Resource links provided by the National Library of Medicine


Arm Intervention/treatment
Experimental: Physical exercise
Participants participate in brisk walking exercises.
Behavioral: Physical exercise
Veterans in the physical exercise group will participate in a 12-week, instructor-led, outdoor brisk walking exercise program conducted in small groups, held 3 times per week, gradually increasing walking time until reaching a maximum of 40-minutes per session. The heart rate of each Veteran will be monitored during the walking sessions to help ensure maintenance of a target peak heart rate of 60% to 70% of the maximum for the individual's age (i.e., 220-age).

Active Comparator: Stretching exercise
Participants participate in non-aerobic, non-Yoga stretching exercises
Behavioral: Stretching exercise
Veterans in the control condition will participate in instructor-led, non-aerobic stretching exercises conducted in small groups, held 3 times per week.




Primary Outcome Measures :
  1. VO2max [ Time Frame: Change from baseline to 12-week endpoint assessment ]
    Measure of aerobic capacity (VO2max) is derived by using a regression formula based on age, weight, sex, and time to complete walking of one mile.

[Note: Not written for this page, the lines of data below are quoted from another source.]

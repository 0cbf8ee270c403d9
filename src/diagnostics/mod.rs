//! Diagnostic output for provisioning runs.
//!
//! Everything the operator sees about a run (skip notices, echoed
//! compiler commands, missing-tool warnings) flows through a
//! [`DiagnosticSink`]. Sinks are plain values constructed with their
//! configuration; nothing here touches process-global logging state.
//!
//! - [`DiagnosticSink`] trait, so the core can be tested with [`MockSink`]
//! - [`LogSink`] writes `LEVEL    : message` lines to any writer
//!
//! # Example
//!
//! ```
//! use rpbp_provision::diagnostics::{DiagnosticSink, Level, MockSink};
//!
//! let mut sink = MockSink::new();
//! sink.info("A model already exists at: /models/a.pkl. Skipping.");
//! sink.warning("Missing programs: samtools");
//!
//! assert_eq!(sink.infos().len(), 1);
//! assert!(sink.has_warning("samtools"));
//! assert_eq!(sink.records()[1].0, Level::Warning);
//! ```

pub mod log;
pub mod mock;

pub use self::log::{LogConfig, LogSink};
pub use mock::MockSink;

use std::fmt;

/// Severity of a diagnostic message.
#[derive(Debug, Clone, Copy, PartialEq, Eq, PartialOrd, Ord, Default)]
pub enum Level {
    /// Routine progress: skips, echoed commands.
    #[default]
    Info,
    /// Something the operator should act on.
    Warning,
    /// The run could not continue.
    Error,
}

impl Level {
    /// Upper-case label used as the line prefix.
    pub fn as_str(&self) -> &'static str {
        match self {
            Level::Info => "INFO",
            Level::Warning => "WARNING",
            Level::Error => "ERROR",
        }
    }
}

impl fmt::Display for Level {
    fn fmt(&self, f: &mut fmt::Formatter<'_>) -> fmt::Result {
        // Delegate to pad so width specifiers like {:<8} apply.
        f.pad(self.as_str())
    }
}

/// Append-only channel for operator-facing messages.
///
/// One call is one logical message.
pub trait DiagnosticSink {
    /// Record a message at the given level.
    fn log(&mut self, level: Level, msg: &str);

    /// Record an informational message.
    fn info(&mut self, msg: &str) {
        self.log(Level::Info, msg);
    }

    /// Record a warning.
    fn warning(&mut self, msg: &str) {
        self.log(Level::Warning, msg);
    }

    /// Record a fatal error.
    fn error(&mut self, msg: &str) {
        self.log(Level::Error, msg);
    }
}

#[cfg(test)]
mod tests {
    use super::*;

    #[test]
    fn level_ordering_puts_warning_above_info() {
        assert!(Level::Warning > Level::Info);
        assert!(Level::Error > Level::Warning);
    }

    #[test]
    fn level_display_respects_padding() {
        assert_eq!(format!("{:<8}|", Level::Info), "INFO    |");
        assert_eq!(format!("{:<8}|", Level::Warning), "WARNING |");
    }

    #[test]
    fn default_methods_route_through_log() {
        let mut sink = MockSink::new();
        sink.info("one");
        sink.warning("two");
        assert_eq!(
            sink.records(),
            &[
                (Level::Info, "one".to_string()),
                (Level::Warning, "two".to_string())
            ]
        );
    }
}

Because scores are derived using a regression equation, there is no absolute minimum or maximum value; higher scores represent better aerobic capacity.

  2. Total Score for Social Functioning [ Time Frame: Change from baseline to 12 week endpoint assessment ]
    Birchwood Social Functioning Scale is a measure of social functioning. The total score for social functioning is calculated by summing the raw scores from each of the seven subscales (social engagement, interpersonal communication, independence - performance, independence - competence, recreation, prosocial behavior, employment); possible range is 0 to 223 with higher scores representing better social functioning.

  3. Total Score for Speed of Processing (i.e., Cognition) as Assessed by the Brief Assessment of Cognition in Schizophrenia (BACS) Symbol Coding Test [ Time Frame: Change from baseline to 12-week endpoint assessment ]
    Brief Assessment of Cognition in Schizophrenia (BACS) is a measure of speed of information processing. The total score for speed of processing (i.e., cognition) is calculated by summing the number of symbol-code pairs completed correctly on the BACS Symbol Coding test within the allotted 90 second time limit. Scores range from 0 to 110 with higher scores representing better information processing speed.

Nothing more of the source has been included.